Returning to the street I found the stampede from the fire just beginning. All of the refugees that had been scattered through the streets or stowed in churches and other institutions were moving toward the waterfront. Steadily augmenting this flow were those abandoning their homes in the path of the fire...It was now dark. The quay was already filled with tens of thousands of terrified refugees moving aimlessly between the customs house and the point, and still the steady stream of new arrivals continued, until the entire waterfront seemed one solid mass of humanity and baggage of every description.
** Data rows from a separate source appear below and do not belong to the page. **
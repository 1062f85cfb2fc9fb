//! Wave planning.
//!
//! Runs at the boundary between waves, inside the runner's
//! single-threaded planning step. Consumes the pending routing events
//! (plus the initial plan on the first call), deduplicated and
//! loop-limited at admission time, and rebuilds the level queue for the
//! next wave: requested targets, their transitive dependencies
//! (excluding pure memory-initializer checks), and their transitive
//! dependents filtered by the requested event. With no forward events
//! pending, accumulated `on_finish` requests re-queue checks previously
//! skipped by their `if` guard, and nothing else.

use std::collections::HashSet;
use std::collections::VecDeque;

use indexmap::{IndexMap, IndexSet};

use crate::error::EngineResult;
use crate::events::{EngineState, EventPayload};
use crate::planner::{self, ExecutionPlan};
use crate::routing::{ForwardRunRequest, RoutingOrigin};
use crate::runtime::Runtime;
use crate::scope::Scope;
use crate::types::{CheckType, SkipReason};

use super::ScheduledCheck;

/// Mutable state carried through the runner's loop.
pub(crate) struct RunState {
    /// Current state-machine position.
    pub state: EngineState,
    /// Planning epoch; 0 until the first wave is enqueued.
    pub wave: u32,
    /// The trigger event executions in the current wave run under.
    pub current_event: String,
    /// Levels remaining in the current wave.
    pub level_queue: VecDeque<Vec<ScheduledCheck>>,
    /// The initial plan, consumed by the first wave.
    pub pending_initial: Option<ExecutionPlan>,
    /// Admitted routing requests awaiting the next wave.
    pub event_queue: VecDeque<ForwardRunRequest>,
    /// Dedup guards: `(target, event, wave, scope)` honored at most
    /// once per wave.
    pub forward_guards: HashSet<(String, String, u32, String)>,
    /// Backward-jump counters keyed by `(target, initiator)`.
    pub goto_counters: IndexMap<(String, String), u32>,
    /// Whether a completed check requested an `on_finish` wave-retry.
    pub on_finish_pending: bool,
    /// Whether a halting `fail_if` match triggered fail-fast.
    pub fail_fast_triggered: bool,
}

impl RunState {
    pub(crate) fn new(event: String, plan: ExecutionPlan) -> Self {
        Self {
            state: EngineState::Init,
            wave: 0,
            current_event: event,
            level_queue: VecDeque::new(),
            pending_initial: Some(plan),
            event_queue: VecDeque::new(),
            forward_guards: HashSet::new(),
            goto_counters: IndexMap::new(),
            on_finish_pending: false,
            fail_fast_triggered: false,
        }
    }

    /// Admit routing requests produced by a completed level, applying
    /// the dedup guards and goto loop limits. Returns whether a
    /// preemptive `goto` was admitted (the caller clears the remaining
    /// level queue).
    pub(crate) fn admit_requests(
        &mut self,
        runtime: &Runtime,
        requests: Vec<ForwardRunRequest>,
    ) -> bool {
        let mut preempt = false;

        for request in requests {
            if !self.forward_guards.insert(request.guard_key(self.wave)) {
                tracing::debug!(
                    target: "proctor::waves",
                    target_check = %request.target,
                    "duplicate forward-run request dropped",
                );
                continue;
            }

            if request.origin == RoutingOrigin::Goto {
                let counter = self
                    .goto_counters
                    .entry((request.target.clone(), request.initiator.clone()))
                    .or_insert(0);
                *counter += 1;
                if *counter > runtime.options.max_routing_loops {
                    // The loop-initiating check is marked, not the
                    // target: the target already ran its allowed turns.
                    runtime.skip_check(
                        &request.initiator,
                        self.wave,
                        request.scope.clone(),
                        SkipReason::RoutingLoopLimit,
                    );
                    continue;
                }
                preempt = true;
            }

            runtime.emit(
                self.wave,
                EventPayload::ForwardRunRequested {
                    target: request.target.clone(),
                    goto_event: (request.origin == RoutingOrigin::Goto)
                        .then(|| request.event.clone()),
                    origin: request.origin,
                    scope: request.scope.clone(),
                },
            );
            self.event_queue.push_back(request);
        }

        preempt
    }
}

/// Plan the next wave. Returns `true` when work was enqueued and
/// `false` when the run has reached its fixed point.
///
/// # Errors
///
/// Returns an error if a forward-run sub-graph cannot be planned
/// (cycle within the requested subset).
pub(crate) fn plan_next_wave(state: &mut RunState, runtime: &Runtime) -> EngineResult<bool> {
    if state.fail_fast_triggered {
        return Ok(false);
    }

    // First wave: the initial plan.
    if let Some(plan) = state.pending_initial.take() {
        state.wave = 1;
        for level in plan.levels {
            state
                .level_queue
                .push_back(level.into_iter().map(ScheduledCheck::plain).collect());
        }
        return Ok(true);
    }

    // Forward-run requests (goto preemption already cleared any
    // remaining levels when the request was admitted).
    let requests: Vec<ForwardRunRequest> = state.event_queue.drain(..).collect();
    if !requests.is_empty() {
        let plan = plan_forward_wave(runtime, &requests)?;
        state.wave += 1;
        state.current_event = requests[0].event.clone();
        for level in plan {
            state.level_queue.push_back(level);
        }
        return Ok(true);
    }

    // Wave-retry: re-evaluate checks whose latest entry is an
    // `if`-guard skip. Their dependency trees are not re-run.
    if state.on_finish_pending {
        state.on_finish_pending = false;
        let root = Scope::root();
        let gated: Vec<ScheduledCheck> = runtime
            .specs
            .keys()
            .filter(|id| {
                runtime
                    .journal
                    .latest_entry(id, &root)
                    .is_some_and(|entry| entry.skip_reason == Some(SkipReason::IfCondition))
            })
            .cloned()
            .map(ScheduledCheck::plain)
            .collect();
        if !gated.is_empty() {
            state.wave += 1;
            runtime.emit(
                state.wave,
                EventPayload::WaveRetry {
                    reason: "on_finish".to_string(),
                },
            );
            state.level_queue.push_back(gated);
            return Ok(true);
        }
    }

    Ok(false)
}

/// Build the levels for a forward-run wave from the admitted requests.
///
/// The sub-graph spans the union of requested targets, their transitive
/// dependencies (minus memory-initializer checks that are not
/// themselves targets, so counters survive re-runs), and their
/// transitive dependents filtered by the requested event. Catalog order
/// keeps the result deterministic.
fn plan_forward_wave(
    runtime: &Runtime,
    requests: &[ForwardRunRequest],
) -> EngineResult<Vec<Vec<ScheduledCheck>>> {
    let mut selected: IndexSet<String> = IndexSet::new();
    let mut pinned: IndexMap<String, Scope> = IndexMap::new();

    for request in requests {
        // Targets are always selected, even memory checks; the
        // exclusion below only concerns pulled-in ancestors.
        selected.insert(request.target.clone());
        if let Some(scope) = &request.explicit_scope {
            pinned.insert(request.target.clone(), scope.clone());
        }

        if let Some(ancestors) = runtime.ancestors.get(&request.target) {
            for dep in ancestors {
                let is_memory_initializer = runtime
                    .specs
                    .get(dep)
                    .is_some_and(|spec| spec.check_type == CheckType::Memory);
                if !is_memory_initializer {
                    selected.insert(dep.clone());
                }
            }
        }

        for dependent in planner::descendants(&runtime.specs, &request.target) {
            let eligible = runtime
                .specs
                .get(&dependent)
                .is_some_and(|spec| spec.triggered_by(&request.event));
            if eligible {
                selected.insert(dependent);
            }
        }
    }

    // Memory-initializer ancestors pulled in as targets stay; ordered
    // by catalog position for determinism.
    let ordered: IndexSet<String> = runtime
        .specs
        .keys()
        .filter(|id| selected.contains(*id))
        .cloned()
        .collect();

    let plan = planner::plan(&runtime.specs, &ordered)?;

    Ok(plan
        .levels
        .into_iter()
        .map(|level| {
            level
                .into_iter()
                .map(|check_id| {
                    let pinned_scope = pinned.get(&check_id).cloned();
                    ScheduledCheck {
                        check_id,
                        pinned_scope,
                    }
                })
                .collect()
        })
        .collect())
}
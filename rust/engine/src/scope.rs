//! Execution scopes for forEach fanout.
//!
//! A [`Scope`] identifies a position inside nested forEach fanouts as an
//! ordered sequence of `(check_id, item_index)` pairs. The root scope is
//! the empty sequence. Visibility between journal entries and readers is
//! defined by prefix containment: an entry written at scope `S` is
//! visible to a reader at scope `S'` iff `S` is a (non-strict) prefix
//! of `S'`.

use std::fmt;

use serde::{Deserialize, Serialize};

/// One fanout step: the forEach check and the item index within its
/// output sequence.
#[derive(Debug, Clone, PartialEq, Eq, Hash, Serialize, Deserialize)]
pub struct ScopeSegment {
    /// The forEach check that produced the item sequence.
    pub check_id: String,
    /// Zero-based index into that sequence.
    pub index: usize,
}

/// An ordered sequence of fanout steps; empty at the root.
#[derive(Debug, Clone, PartialEq, Eq, Hash, Default, Serialize, Deserialize)]
#[serde(transparent)]
pub struct Scope(Vec<ScopeSegment>);

impl Scope {
    /// The root scope (no fanout).
    #[must_use]
    pub fn root() -> Self {
        Self(Vec::new())
    }

    /// Whether this is the root scope.
    #[must_use]
    pub fn is_root(&self) -> bool {
        self.0.is_empty()
    }

    /// The fanout segments, outermost first.
    #[must_use]
    pub fn segments(&self) -> &[ScopeSegment] {
        &self.0
    }

    /// Extend this scope with one more fanout step.
    #[must_use]
    pub fn child(&self, check_id: impl Into<String>, index: usize) -> Self {
        let mut segments = self.0.clone();
        segments.push(ScopeSegment {
            check_id: check_id.into(),
            index,
        });
        Self(segments)
    }

    /// Whether this scope is a (non-strict) prefix of `other`.
    ///
    /// This is the visibility rule: an entry at scope `S` is observable
    /// by a reader at `S'` iff `S.is_prefix_of(S')`.
    #[must_use]
    pub fn is_prefix_of(&self, other: &Scope) -> bool {
        self.0.len() <= other.0.len() && other.0[..self.0.len()] == self.0[..]
    }

    /// The item index this scope pins for a given forEach check, if any.
    ///
    /// Used to substitute a single item for the parent's full output
    /// sequence when gathering dependency results inside a fanout.
    #[must_use]
    pub fn item_index_for(&self, check_id: &str) -> Option<usize> {
        self.0
            .iter()
            .rev()
            .find(|segment| segment.check_id == check_id)
            .map(|segment| segment.index)
    }

    /// A stable string key for dedup sets.
    #[must_use]
    pub fn key(&self) -> String {
        self.to_string()
    }
}

impl fmt::Display for Scope {
    fn fmt(&self, f: &mut fmt::Formatter<'_>) -> fmt::Result {
        if self.0.is_empty() {
            return f.write_str("/");
        }
        for segment in &self.0 {
            write!(f, "/{}[{}]", segment.check_id, segment.index)?;
        }
        Ok(())
    }
}

impl From<Vec<ScopeSegment>> for Scope {
    fn from(segments: Vec<ScopeSegment>) -> Self {
        Self(segments)
    }
}
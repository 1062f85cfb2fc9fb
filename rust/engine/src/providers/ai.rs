//! AI provider.
//!
//! Executes LLM-backed review checks through a pluggable
//! [`AgentBackend`], with a built-in simulation mode for testing and
//! dry runs. Handles session reuse (clone or append against the parent
//! check's session) and the shared AI concurrency limiter.

use std::sync::Arc;

use async_trait::async_trait;
use indexmap::IndexMap;
use serde_json::Value;
use uuid::Uuid;

use crate::error::{EngineError, EngineResult};
use crate::provider::{ExecContext, Provider, ProviderOutput};
use crate::session::{SessionHandle, SessionRegistry};
use crate::spec::SessionMode;
use crate::types::PrInfo;

/// The reply returned by an agent backend.
pub struct AgentReply {
    /// The agent's response text; parsed as JSON when possible.
    pub text: String,
    /// The conversational handle after this exchange, for reuse by
    /// dependent checks.
    pub session: Option<Arc<dyn SessionHandle>>,
}

/// Trait for agent backends that power the AI provider.
#[async_trait]
pub trait AgentBackend: Send + Sync {
    /// Run one agent call.
    ///
    /// `session` is the resolved parent conversation when the check
    /// declares session reuse; `None` starts a fresh conversation.
    /// Backends must observe `ctx.cancel` at suspension points.
    ///
    /// # Errors
    ///
    /// Transient transport failures should map to retryable
    /// [`EngineError`] variants so the runtime's retry policy applies.
    async fn run(
        &self,
        prompt: &str,
        session: Option<Arc<dyn SessionHandle>>,
        ctx: &ExecContext,
    ) -> EngineResult<AgentReply>;
}

/// Provider for `ai` checks.
///
/// When no backend is configured, operates in simulation mode and
/// returns a placeholder response; useful for tests and for exercising
/// routing without network access.
pub struct AiProvider {
    backend: Option<Arc<dyn AgentBackend>>,
}

impl std::fmt::Debug for AiProvider {
    fn fmt(&self, f: &mut std::fmt::Formatter<'_>) -> std::fmt::Result {
        f.debug_struct("AiProvider")
            .field("simulation", &self.backend.is_none())
            .finish()
    }
}

impl AiProvider {
    /// Create a provider in simulation mode (no agent backend).
    #[must_use]
    pub fn simulation() -> Self {
        Self { backend: None }
    }

    /// Create a provider with the given agent backend.
    #[must_use]
    pub fn with_backend(backend: Arc<dyn AgentBackend>) -> Self {
        Self {
            backend: Some(backend),
        }
    }

    /// Resolve the session handle to continue from, per the check's
    /// reuse declaration, and the session id to record on the output.
    fn resolve_session(
        ctx: &ExecContext,
    ) -> EngineResult<(Option<Arc<dyn SessionHandle>>, String)> {
        match &ctx.session_reuse {
            None => Ok((None, Uuid::new_v4().to_string())),
            Some(reuse) => match reuse.mode {
                SessionMode::Clone => {
                    let own_id = Uuid::new_v4().to_string();
                    let handle =
                        SessionRegistry::clone_into(&ctx.sessions, &reuse.parent_session_id, &own_id)?;
                    Ok((Some(handle), own_id))
                }
                SessionMode::Append => {
                    let handle = ctx.sessions.append(&reuse.parent_session_id, &ctx.check_id)?;
                    // Shared history: the recorded id stays the parent's
                    // so further appends join the same conversation.
                    Ok((Some(handle), reuse.parent_session_id.clone()))
                }
            },
        }
    }
}

/// Compose the prompt from the check's configured prompt plus a
/// serialized section of visible dependency outputs.
fn compose_prompt(prompt: &str, dependency_results: &IndexMap<String, Value>) -> String {
    if dependency_results.is_empty() {
        return prompt.to_string();
    }
    let deps = serde_json::to_string_pretty(&dependency_results)
        .unwrap_or_else(|_| "{}".to_string());
    format!("{prompt}\n\nDependency outputs:\n{deps}")
}

#[async_trait]
impl Provider for AiProvider {
    fn name(&self) -> &'static str {
        "ai"
    }

    fn description(&self) -> &'static str {
        "LLM-backed review via a pluggable agent backend"
    }

    fn validate_config(&self, config: &Value) -> bool {
        config
            .get("prompt")
            .and_then(Value::as_str)
            .is_some_and(|prompt| !prompt.trim().is_empty())
    }

    async fn execute(
        &self,
        _pr: &PrInfo,
        config: &Value,
        dependency_results: &IndexMap<String, Value>,
        ctx: &ExecContext,
    ) -> EngineResult<ProviderOutput> {
        let prompt = config
            .get("prompt")
            .and_then(Value::as_str)
            .ok_or_else(|| EngineError::ProviderConfig {
                check_id: ctx.check_id.clone(),
                reason: "ai check requires a `prompt`".to_string(),
            })?;

        let (session, session_id) = Self::resolve_session(ctx)?;
        let prompt = compose_prompt(prompt, dependency_results);

        // Bound concurrent AI calls across the whole run. The permit is
        // held only for the duration of the backend call.
        let _permit = match &ctx.ai_limiter {
            Some(limiter) => Some(limiter.clone().acquire_owned().await.map_err(|_| {
                EngineError::Shutdown {
                    reason: "ai concurrency limiter closed".to_string(),
                }
            })?),
            None => None,
        };

        if ctx.cancel.is_cancelled() {
            return Err(EngineError::Shutdown {
                reason: "cancelled before agent call".to_string(),
            });
        }

        let Some(backend) = &self.backend else {
            // Simulation mode
            let text = format!("[Simulated] ai response for check '{}'", ctx.check_id);
            return Ok(ProviderOutput {
                value: serde_json::json!({ "content": text, "issues": [] }),
                session_id: None,
            });
        };

        let reply = backend.run(&prompt, session, ctx).await?;

        let session_id = match reply.session {
            Some(handle) => {
                ctx.sessions.register(&session_id, handle);
                Some(session_id)
            }
            None => None,
        };

        let value = serde_json::from_str(&reply.text)
            .unwrap_or_else(|_| serde_json::json!({ "content": reply.text }));

        Ok(ProviderOutput { value, session_id })
    }
}
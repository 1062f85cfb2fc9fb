//! Engine execution events.
//!
//! The engine publishes typed events through a narrow bus interface:
//! every event shares the [`EngineEvent`] envelope (id, version,
//! timestamp, run id, wave) around an [`EventPayload`]. Emission is
//! fire-and-forget: the [`EventEmitter`] trait is synchronous and must
//! not block the runner; adapters that need async delivery should
//! buffer internally.

use std::collections::VecDeque;
use std::sync::Mutex;

use chrono::{DateTime, Utc};
use serde::{Deserialize, Serialize};
use uuid::Uuid;

use crate::routing::RoutingOrigin;
use crate::scope::Scope;
use crate::types::CheckStatus;

/// Envelope schema version.
pub const EVENT_VERSION: &str = "1";

/// Top-level states of the state-machine runner.
#[derive(Debug, Clone, Copy, PartialEq, Eq, Hash, Serialize, Deserialize)]
#[serde(rename_all = "snake_case")]
pub enum EngineState {
    Init,
    PlanReady,
    WavePlanning,
    LevelDispatch,
    CheckRunning,
    Completed,
    Error,
}

impl EngineState {
    /// Whether this state is terminal.
    #[must_use]
    pub fn is_terminal(self) -> bool {
        matches!(self, Self::Completed | Self::Error)
    }

    /// Return the `snake_case` string matching serde serialization.
    #[must_use]
    pub fn as_str(self) -> &'static str {
        match self {
            Self::Init => "init",
            Self::PlanReady => "plan_ready",
            Self::WavePlanning => "wave_planning",
            Self::LevelDispatch => "level_dispatch",
            Self::CheckRunning => "check_running",
            Self::Completed => "completed",
            Self::Error => "error",
        }
    }
}

/// The event-specific payload inside an [`EngineEvent`].
#[derive(Debug, Clone, PartialEq, Serialize, Deserialize)]
#[serde(tag = "type", rename_all = "snake_case")]
pub enum EventPayload {
    /// The runner moved between states.
    StateTransition { from: EngineState, to: EngineState },
    /// A check was scheduled for execution.
    CheckScheduled { check_id: String, scope: Scope },
    /// A check finished with a journalled status.
    CheckCompleted {
        check_id: String,
        scope: Scope,
        status: CheckStatus,
    },
    /// A check failed with a provider or runtime error.
    CheckErrored {
        check_id: String,
        scope: Scope,
        error: String,
    },
    /// A routing directive requested a (re-)execution.
    ForwardRunRequested {
        target: String,
        #[serde(default, skip_serializing_if = "Option::is_none")]
        goto_event: Option<String>,
        origin: RoutingOrigin,
        scope: Scope,
    },
    /// A wave-retry of `if`-skipped checks was scheduled.
    WaveRetry { reason: String },
    /// The run is shutting down.
    Shutdown {
        #[serde(default, skip_serializing_if = "Option::is_none")]
        error: Option<String>,
    },
}

/// The common envelope published for every event.
#[derive(Debug, Clone, PartialEq, Serialize, Deserialize)]
pub struct EngineEvent {
    /// Unique event id.
    pub id: Uuid,
    /// Envelope schema version.
    pub version: String,
    /// Emission timestamp.
    pub timestamp: DateTime<Utc>,
    /// The run this event belongs to.
    pub run_id: String,
    /// The nested workflow check that owns the run, if any.
    #[serde(default, skip_serializing_if = "Option::is_none")]
    pub workflow_id: Option<String>,
    /// The wave the event was emitted in.
    pub wave: u32,
    /// The event-specific payload.
    pub payload: EventPayload,
}

impl EngineEvent {
    /// Build an event with a fresh id and the current timestamp.
    #[must_use]
    pub fn new(
        run_id: impl Into<String>,
        workflow_id: Option<String>,
        wave: u32,
        payload: EventPayload,
    ) -> Self {
        Self {
            id: Uuid::new_v4(),
            version: EVENT_VERSION.to_string(),
            timestamp: Utc::now(),
            run_id: run_id.into(),
            workflow_id,
            wave,
            payload,
        }
    }
}

/// Trait for receiving engine events.
///
/// Emission is synchronous and should be non-blocking. Implementations
/// that need to do async work should buffer events for later processing.
pub trait EventEmitter: Send + Sync {
    /// Emit an engine event.
    fn emit(&self, event: EngineEvent);
}

/// A no-op event emitter that discards all events.
#[derive(Debug, Clone, Copy, Default)]
pub struct NoOpEmitter;

impl EventEmitter for NoOpEmitter {
    fn emit(&self, _event: EngineEvent) {
        // Discard
    }
}

/// An event emitter that collects all events in-memory.
///
/// Useful for testing and post-run analysis.
pub struct CollectingEmitter {
    events: Mutex<Vec<EngineEvent>>,
}

impl CollectingEmitter {
    /// Create a new collecting emitter.
    #[must_use]
    pub fn new() -> Self {
        Self {
            events: Mutex::new(Vec::new()),
        }
    }

    /// Return a clone of all collected events.
    #[must_use]
    pub fn events(&self) -> Vec<EngineEvent> {
        self.events
            .lock()
            .unwrap_or_else(std::sync::PoisonError::into_inner)
            .clone()
    }

    /// Return the number of collected events.
    #[must_use]
    pub fn len(&self) -> usize {
        self.events
            .lock()
            .unwrap_or_else(std::sync::PoisonError::into_inner)
            .len()
    }

    /// Check if no events have been collected.
    #[must_use]
    pub fn is_empty(&self) -> bool {
        self.len() == 0
    }
}

impl Default for CollectingEmitter {
    fn default() -> Self {
        Self::new()
    }
}

impl std::fmt::Debug for CollectingEmitter {
    fn fmt(&self, f: &mut std::fmt::Formatter<'_>) -> std::fmt::Result {
        f.debug_struct("CollectingEmitter")
            .field("count", &self.len())
            .finish()
    }
}

impl EventEmitter for CollectingEmitter {
    fn emit(&self, event: EngineEvent) {
        let mut events = self
            .events
            .lock()
            .unwrap_or_else(std::sync::PoisonError::into_inner);
        events.push(event);
    }
}

/// An event emitter that delegates to a callback function.
///
/// The callback receives each event synchronously and should be
/// non-blocking.
pub struct ObserverEmitter {
    callback: Box<dyn Fn(&EngineEvent) + Send + Sync>,
}

impl ObserverEmitter {
    /// Create a new observer emitter with the given callback.
    pub fn new(callback: impl Fn(&EngineEvent) + Send + Sync + 'static) -> Self {
        Self {
            callback: Box::new(callback),
        }
    }
}

impl std::fmt::Debug for ObserverEmitter {
    fn fmt(&self, f: &mut std::fmt::Formatter<'_>) -> std::fmt::Result {
        f.debug_struct("ObserverEmitter").finish_non_exhaustive()
    }
}

impl EventEmitter for ObserverEmitter {
    fn emit(&self, event: EngineEvent) {
        (self.callback)(&event);
    }
}

/// An event emitter that broadcasts to multiple inner emitters.
///
/// Useful for combining collecting + observer + other emitters.
pub struct BroadcastEmitter {
    emitters: Vec<Box<dyn EventEmitter>>,
}

impl BroadcastEmitter {
    /// Create a new broadcast emitter from a list of emitters.
    #[must_use]
    pub fn new(emitters: Vec<Box<dyn EventEmitter>>) -> Self {
        Self { emitters }
    }
}

impl std::fmt::Debug for BroadcastEmitter {
    fn fmt(&self, f: &mut std::fmt::Formatter<'_>) -> std::fmt::Result {
        f.debug_struct("BroadcastEmitter")
            .field("count", &self.emitters.len())
            .finish()
    }
}

impl EventEmitter for BroadcastEmitter {
    fn emit(&self, event: EngineEvent) {
        for emitter in &self.emitters {
            emitter.emit(event.clone());
        }
    }
}

/// Default capacity of a [`BubbleQueue`].
pub const BUBBLE_QUEUE_CAPACITY: usize = 1024;

/// A bounded queue that carries events from a nested workflow run up to
/// its parent.
///
/// The parent owns the queue and drains it at wave-planning boundaries;
/// the child pushes through a [`BubblingEmitter`]. When full, the
/// oldest event is dropped so a chatty child cannot wedge the parent.
pub struct BubbleQueue {
    inner: Mutex<VecDeque<EngineEvent>>,
    capacity: usize,
}

impl BubbleQueue {
    /// Create a queue with the default capacity.
    #[must_use]
    pub fn new() -> Self {
        Self::with_capacity(BUBBLE_QUEUE_CAPACITY)
    }

    /// Create a queue with the given capacity.
    #[must_use]
    pub fn with_capacity(capacity: usize) -> Self {
        Self {
            inner: Mutex::new(VecDeque::new()),
            capacity: capacity.max(1),
        }
    }

    /// Push an event, dropping the oldest when at capacity.
    pub fn push(&self, event: EngineEvent) {
        let mut inner = self
            .inner
            .lock()
            .unwrap_or_else(std::sync::PoisonError::into_inner);
        if inner.len() >= self.capacity {
            inner.pop_front();
        }
        inner.push_back(event);
    }

    /// Drain all queued events, oldest first.
    #[must_use]
    pub fn drain(&self) -> Vec<EngineEvent> {
        let mut inner = self
            .inner
            .lock()
            .unwrap_or_else(std::sync::PoisonError::into_inner);
        inner.drain(..).collect()
    }
}

impl Default for BubbleQueue {
    fn default() -> Self {
        Self::new()
    }
}

impl std::fmt::Debug for BubbleQueue {
    fn fmt(&self, f: &mut std::fmt::Formatter<'_>) -> std::fmt::Result {
        f.debug_struct("BubbleQueue")
            .field("capacity", &self.capacity)
            .finish_non_exhaustive()
    }
}

/// An emitter that pushes every event into a parent-owned
/// [`BubbleQueue`], stamping the owning workflow check id.
pub struct BubblingEmitter {
    queue: std::sync::Arc<BubbleQueue>,
    workflow_id: String,
}

impl BubblingEmitter {
    /// Create an emitter that bubbles into `queue`, tagging events with
    /// the owning workflow check id.
    #[must_use]
    pub fn new(queue: std::sync::Arc<BubbleQueue>, workflow_id: impl Into<String>) -> Self {
        Self {
            queue,
            workflow_id: workflow_id.into(),
        }
    }
}

impl std::fmt::Debug for BubblingEmitter {
    fn fmt(&self, f: &mut std::fmt::Formatter<'_>) -> std::fmt::Result {
        f.debug_struct("BubblingEmitter")
            .field("workflow_id", &self.workflow_id)
            .finish_non_exhaustive()
    }
}

impl EventEmitter for BubblingEmitter {
    fn emit(&self, mut event: EngineEvent) {
        event.workflow_id.get_or_insert_with(|| self.workflow_id.clone());
        self.queue.push(event);
    }
}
The heat from the fire was so intense that Hepburn was worried that the refugees would die as a result of it. The refugees' situation on the pier on the morning of 14 September was described by the British Lieutenant A. S. Merrill, who believed that the Turks had set the fire to keep the Greeks in a state of terror so as to facilitate their departure:

All morning the glow and then the flames of burning Smyrna could be seen. We arrived about an hour before dawn and the scene was indescribable. The entire city was ablaze and the harbor was light as day. Thousands of homeless refugees were surging back and forth on the blistering quay – panic stricken to the point of insanity. The heartrending shrieks of women and children were painful to hear. In a frenzy they would throw themselves into the water and some would reach the ship. To attempt to land a boat would have been disastrous. Several boats tried and were immediately stopped by the mad rush of a howling mob...The crowds along the quay beyond the fire were so thick and tried so desperately to close abreast the men-of-war anchorage that the masses in the stifling center could not escape except by sea. Fortunately there was a sea breeze and the quay wall never got hot enough to roast these unfortunate people alive, but the heat must have been terrific to have been felt in the ship 200 yards away. To add to the confusion, the packs belonging to these refugees – consisting mostly of carpets and clothing – caught fire, creating a chain of bonfires the length of the street.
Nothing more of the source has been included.